To this, Kidd replies, “but if everything outside has changed—” (227). Digital rendering does precisely what Mrs. Richards describes. It takes apart, captures, codifies, compiles, reterritorializes, and puts something together again. It composites, but with the capacity for differential and multiple speeds, exposures and intensities. Qualities of movement and the capacities for transversal motion change. So does urban renewal. Both contain the dreaded anticipation of the glitch (already a queer figure), the space, the gap, the pocket of undesirables, a crack, bad code, a bad neighbor, but most of all, a slow-down in the market, that “might get in and destroy us” or “start a terrible decay” by infiltrating the realization process. In 1974, Kidd of Delany’s novel points to a slow burn to remains, and in 2005, Lislegaard’s contained interiority critically point to a multiplicity of fast burns that speed up the circuits of “hot” media and “hot” properties—until 2008.
What finally fleshes out these spatial circulations in Lislegaard’s work is the nonhuman and the abject absence of life—aside from the interfaced viewer.
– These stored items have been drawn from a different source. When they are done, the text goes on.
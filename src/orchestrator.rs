use crate::ai::{transport, SummaryResult, Summarizer};
use crate::config::Config;
use crate::error::{RepoDigestError, Result};
use crate::github::fetch::GithubClient;
use crate::github::reference::resolve;
use serde::Serialize;
use serde_json::{json, Value};
use tracing::{error, info, warn};

/// Successful repository analysis
#[derive(Debug, Clone, Serialize)]
#[serde(rename_all = "camelCase")]
pub struct AnalysisResponse {
    #[serde(rename = "type")]
    pub kind: &'static str,
    pub repo_data: Value,
    pub ai_summary: SummaryResult,
}

/// HTTP-shaped result of one request
#[derive(Debug, Clone, PartialEq)]
pub struct Reply {
    pub status: u16,
    pub body: Value,
}

/// Orchestrator for the repository analysis pipeline
pub struct Orchestrator {
    github: GithubClient,
    summarizer: Summarizer,
    api_key: Option<String>,
    development: bool,
}

impl Orchestrator {
    /// Create a new orchestrator from explicit parts
    pub fn new(
        github: GithubClient,
        summarizer: Summarizer,
        api_key: Option<String>,
        development: bool,
    ) -> Self {
        Self {
            github,
            summarizer,
            api_key,
            development,
        }
    }

    /// Create an orchestrator wired to the real GitHub and Gemini APIs
    pub fn from_config(config: &Config) -> Result<Self> {
        let github = GithubClient::new(&config.github_api_url)?;
        let summarizer = Summarizer::new(transport::from_config(config)?, config.summary_timeout());

        Ok(Self::new(
            github,
            summarizer,
            config.api_key().map(str::to_string),
            config.development,
        ))
    }

    /// Run the full pipeline for one reference
    pub async fn analyze(&self, input: &str) -> Result<AnalysisResponse> {
        let reference = resolve(input).ok_or(RepoDigestError::InvalidReference)?;
        info!(
            owner = reference.owner(),
            repo = reference.repo(),
            "analyzing repository"
        );

        let repo = self.github.fetch(&reference).await?;
        let ai_summary = self
            .summarizer
            .summarize(&repo, self.api_key.as_deref())
            .await?;

        info!(%reference, features = ai_summary.features.len(), "analysis complete");

        Ok(AnalysisResponse {
            kind: "github",
            repo_data: repo.metadata,
            ai_summary,
        })
    }

    /// Run the pipeline and map the outcome to a status and JSON body
    pub async fn respond(&self, input: &str) -> Reply {
        match self.analyze(input).await {
            Ok(response) => match serde_json::to_value(&response) {
                Ok(body) => Reply { status: 200, body },
                Err(e) => self.error_reply(&RepoDigestError::from(e)),
            },
            Err(e) => self.error_reply(&e),
        }
    }

    /// Status and JSON body for a failed request
    pub fn error_reply(&self, err: &RepoDigestError) -> Reply {
        let status = err.status_code();
        match err {
            RepoDigestError::InvalidReference | RepoDigestError::Upstream { .. } => {
                warn!(status, error = %err, "request rejected");
                Reply {
                    status,
                    body: json!({ "error": err.to_string() }),
                }
            }
            _ => {
                error!(status, kind = err.kind().as_str(), error = %err, "request failed");
                let mut body = json!({ "error": err.to_string() });
                if self.development {
                    body["details"] = Value::String(err.chain());
                }
                Reply { status, body }
            }
        }
    }
}
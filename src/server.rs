use crate::document::analyze_document;
use crate::error::{RepoDigestError, Result};
use crate::orchestrator::{Orchestrator, Reply};
use axum::{
    extract::{rejection::JsonRejection, Multipart, State},
    http::StatusCode,
    response::{IntoResponse, Json, Response},
    routing::{get, post},
    Router,
};
use serde_json::{json, Value};
use std::sync::Arc;
use tower_http::trace::TraceLayer;
use tracing::{debug, error, info, warn};

/// Application state shared across handlers
#[derive(Clone)]
pub struct AppState {
    orchestrator: Arc<Orchestrator>,
}

impl IntoResponse for Reply {
    fn into_response(self) -> Response {
        let status = StatusCode::from_u16(self.status).unwrap_or(StatusCode::INTERNAL_SERVER_ERROR);
        (status, Json(self.body)).into_response()
    }
}

/// Build the application router
pub fn router(orchestrator: Arc<Orchestrator>) -> Router {
    Router::new()
        .route("/health", get(health_check))
        .route("/api/analyze-github", post(analyze_github))
        .route("/api/analyze-file", post(analyze_file))
        .layer(TraceLayer::new_for_http())
        .with_state(AppState { orchestrator })
}

/// Bind `addr` and serve until the process is stopped
pub async fn serve(addr: &str, orchestrator: Arc<Orchestrator>) -> Result<()> {
    let listener = tokio::net::TcpListener::bind(addr).await?;
    info!("Server listening on http://{}", listener.local_addr()?);

    axum::serve(listener, router(orchestrator)).await?;
    Ok(())
}

async fn health_check() -> Json<Value> {
    Json(json!({
        "status": "ok",
        "version": env!("CARGO_PKG_VERSION"),
    }))
}

async fn analyze_github(
    State(state): State<AppState>,
    body: std::result::Result<Json<Value>, JsonRejection>,
) -> Reply {
    let Json(body) = match body {
        Ok(body) => body,
        Err(rejection) => {
            let err = RepoDigestError::InvalidBody(rejection.body_text());
            return state.orchestrator.error_reply(&err);
        }
    };

    // Missing or non-string url resolves like an empty reference
    let url = body.get("url").and_then(Value::as_str).unwrap_or_default();
    debug!(%url, "repository analysis requested");
    state.orchestrator.respond(url).await
}

async fn analyze_file(multipart: Multipart) -> Response {
    match read_file_field(multipart).await {
        Ok(Some((file_name, bytes))) => {
            let analysis = analyze_document(&file_name, &bytes);
            info!(
                file = %analysis.file_name,
                size = analysis.size,
                lines = analysis.stats.lines,
                "document analyzed"
            );
            Json(analysis).into_response()
        }
        Ok(None) => {
            warn!("upload without a file field");
            (
                StatusCode::BAD_REQUEST,
                Json(json!({ "error": "Invalid file upload" })),
            )
                .into_response()
        }
        Err(e) => {
            error!(error = %e, "could not read upload");
            (
                StatusCode::INTERNAL_SERVER_ERROR,
                Json(json!({
                    "error": "Internal server error",
                    "details": e.to_string(),
                })),
            )
                .into_response()
        }
    }
}

/// Name and bytes of the `file` field, if the form has one
async fn read_file_field(
    mut multipart: Multipart,
) -> std::result::Result<Option<(String, Vec<u8>)>, axum::extract::multipart::MultipartError> {
    while let Some(field) = multipart.next_field().await? {
        if field.name() != Some("file") {
            continue;
        }
        // A plain text value is not a file upload
        let Some(file_name) = field.file_name().map(str::to_string) else {
            return Ok(None);
        };
        let bytes = field.bytes().await?;
        return Ok(Some((file_name, bytes.to_vec())));
    }
    Ok(None)
}
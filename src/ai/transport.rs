use crate::ai::gemini::{GeminiEndpoint, GeminiJsonTransport, GeminiStreamTransport};
use crate::config::{Config, Protocol};
use crate::error::Result;
use async_trait::async_trait;
use std::sync::Arc;

/// How the generative-AI backend is invoked.
///
/// Implementations return the model's raw text; sanitizing and parsing it is
/// the caller's job.
#[async_trait]
pub trait SummarizationTransport: Send + Sync {
    /// Short name used in logs
    fn name(&self) -> &'static str;

    /// Send `prompt` and return the complete response text
    async fn run(&self, prompt: &str, api_key: &str) -> Result<String>;
}

/// Build the transport selected by `config`
pub fn from_config(config: &Config) -> Result<Arc<dyn SummarizationTransport>> {
    let endpoint = GeminiEndpoint::new(&config.gemini_api_url, &config.model)?;

    let transport: Arc<dyn SummarizationTransport> = match config.protocol {
        Protocol::Stream => Arc::new(GeminiStreamTransport::new(endpoint)),
        Protocol::Json => Arc::new(GeminiJsonTransport::new(endpoint)),
    };
    Ok(transport)
}

#[cfg(test)]
mod tests {
    use super::*;

    #[test]
    fn test_factory_picks_protocol() {
        let mut config = Config::default();
        assert_eq!(from_config(&config).unwrap().name(), "gemini-stream");

        config.protocol = Protocol::Json;
        assert_eq!(from_config(&config).unwrap().name(), "gemini-json");
    }
}
use crate::config::Protocol;
use clap::{Parser, Subcommand, ValueEnum};
use std::path::PathBuf;

#[derive(Parser, Debug)]
#[command(name = "repo-digest")]
#[command(author, version, about, long_about = None)]
#[command(
    about = "AI-powered GitHub repository analyzer",
    long_about = "repo-digest fetches a GitHub repository's metadata and README and asks \
                  Gemini for a structured JSON analysis: summary, features, use cases and \
                  notable statistics. Run it once from the command line or as an HTTP service."
)]
pub struct Cli {
    /// Path to config file (default: ~/.config/repo-digest/config.toml)
    #[arg(short, long, value_name = "FILE", global = true)]
    pub config: Option<PathBuf>,

    /// Gemini API key
    #[arg(long, env = "GEMINI_API_KEY", hide_env_values = true, global = true)]
    pub api_key: Option<String>,

    /// Gemini model to use
    #[arg(long, global = true)]
    pub model: Option<String>,

    /// How to call Gemini
    #[arg(long, value_enum, global = true)]
    pub protocol: Option<Protocol>,

    /// Summarization timeout in seconds
    #[arg(long, value_name = "SECS", global = true)]
    pub timeout: Option<u64>,

    /// Verbose output (-v debug, -vv trace)
    #[arg(short, long, action = clap::ArgAction::Count, global = true)]
    pub verbose: u8,

    #[command(subcommand)]
    pub command: Commands,
}

#[derive(Subcommand, Debug)]
pub enum Commands {
    /// Analyze one repository and print the result
    Analyze {
        /// Repository URL or owner/repo shorthand
        reference: String,

        /// Output format
        #[arg(short, long, value_enum, default_value_t = OutputFormat::Json)]
        format: OutputFormat,
    },

    /// Run the HTTP server
    Serve {
        /// Address to bind (overrides bind_addr)
        #[arg(short, long, value_name = "ADDR")]
        bind: Option<String>,

        /// Include error details in 500 responses
        #[arg(long)]
        dev: bool,
    },

    /// Initialize configuration file
    Init {
        /// Overwrite existing config file
        #[arg(long)]
        force: bool,
    },

    /// Show current configuration
    Config,
}

#[derive(Debug, Clone, Copy, PartialEq, Eq, ValueEnum)]
pub enum OutputFormat {
    Json,
    Markdown,
}
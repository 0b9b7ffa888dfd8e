//! Chart overlay series derived from an analysis

use crate::stats::{LinearTrend, StatisticsSummary};
use crate::temporal::moving_average;
use serde::{Deserialize, Serialize};

/// Default trailing window for the moving-average overlay
pub const DEFAULT_MA_WINDOW: usize = 3;

/// Lines drawn on top of an indicator chart
#[derive(Debug, Clone, PartialEq, Serialize, Deserialize)]
pub struct ChartOverlays {
    /// OLS trend line evaluated at every observation index
    pub trend_line: Vec<f64>,
    /// Trailing moving average; leading slots without full history are `None`
    pub moving_average: Vec<Option<f64>>,
    /// Horizontal reference line at the series mean
    pub mean_line: f64,
    /// Window used for `moving_average`
    pub window: usize,
}

impl ChartOverlays {
    /// Build overlays for `values` using an already computed summary
    pub fn build(values: &[f64], summary: &StatisticsSummary, window: usize) -> Self {
        let trend = LinearTrend {
            slope: summary.slope,
            intercept: summary.intercept,
            r_squared: summary.r_squared,
        };

        ChartOverlays {
            trend_line: (0..values.len()).map(|i| trend.predict(i as f64)).collect(),
            moving_average: moving_average(values, window),
            mean_line: summary.mean,
            window,
        }
    }
}

#[cfg(test)]
mod tests {
    use super::*;
    use crate::stats::summarize;

    #[test]
    fn test_overlays_for_linear_series() {
        let values = [1.0, 2.0, 3.0, 4.0, 5.0];
        let summary = summarize(&values);
        let overlays = ChartOverlays::build(&values, &summary, DEFAULT_MA_WINDOW);

        assert_eq!(overlays.trend_line.len(), values.len());
        for (fitted, actual) in overlays.trend_line.iter().zip(values.iter()) {
            assert!((fitted - actual).abs() < 1e-10);
        }
        assert_eq!(
            overlays.moving_average,
            vec![None, None, Some(2.0), Some(3.0), Some(4.0)]
        );
        assert_eq!(overlays.mean_line, 3.0);
    }

    #[test]
    fn test_moving_average_slots_serialize_as_null() {
        let values = [10.0, 20.0];
        let summary = summarize(&values);
        let overlays = ChartOverlays::build(&values, &summary, 2);
        let json = serde_json::to_value(&overlays).unwrap();
        assert!(json["moving_average"][0].is_null());
        assert_eq!(json["moving_average"][1], 15.0);
    }
}
//! Structural trend and forecast engine
//!
//! This module turns a chronological indicator series into summary
//! statistics, a smoothed level/slope decomposition, a trend label and a
//! one-step-ahead forecast.
//!
//! # Pipeline
//!
//! - [`stats::summarize`](crate::stats::summarize): descriptive statistics and OLS trend
//! - [`StructuralDecomposer`]: grid-searched local-linear-trend smoothing
//! - [`TrendClassifier`]: direction and strength label
//! - [`Forecaster`]: one-period projection with a 90% band
//! - [`analyze`]: runs the above and enforces the minimum-history guard

pub mod analysis;
pub mod decomposition;
pub mod forecasting;
pub mod observation;
pub mod trend;

pub use analysis::{analyze, analyze_batch, analyze_values, AnalysisResult};
pub use decomposition::{
    DecomposedState, SmoothingFit, SmoothingParams, StructuralDecomposer,
    MIN_DECOMPOSABLE_POINTS,
};
pub use forecasting::{Forecast, Forecaster, Z_90};
pub use observation::{is_well_formed, values_of, ObservationPoint};
pub use trend::{TrendClassifier, TrendDirection, TrendLabel, TrendStrength, TrendThresholds};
These spaces, movements, and surfaces are pure. They are porous and yet impenetrable—reflective modulations, perfectly clean and unfolding onto a limitless universe of tendential and tangential closure. The viewer is the purified protagonist. Through the ecology of Lislegaard’s Bellona, viewers become open and individuated bodies in closed and controlled circuits (informatics). Access, or getting in, is the new liberation, or the old getting out. In closed circuits of affective circulation, there is no out once in—only embodying movement in space. In Dhalgren, Kidd’s body is remarkable for its precise directionality and composition in unfolding spaces, and the bodies that populate Bellona are open and socially populated bodies in a contained but leaky and dying circulation (thermodynamics). Delany registers this dynamic in the shifting spaces and temporalities of the novel in suggesting, “time runs backward here. Or sideways” (377). The impossibilities of spatial or temporal linearity dilate, stream away or toward, circle back with an accumulation of difference or radically diverge, and catastrophically bifurcate in the continuum of the present. There is no reversibility in a thermodynamic system, only the burn and the remains. Kidd practices his queer body as deregularizing speeds allowing the reader to “place” him or to pace through him affectively rather than critically and thereby affectively composite, construe, and interpret topography of the text.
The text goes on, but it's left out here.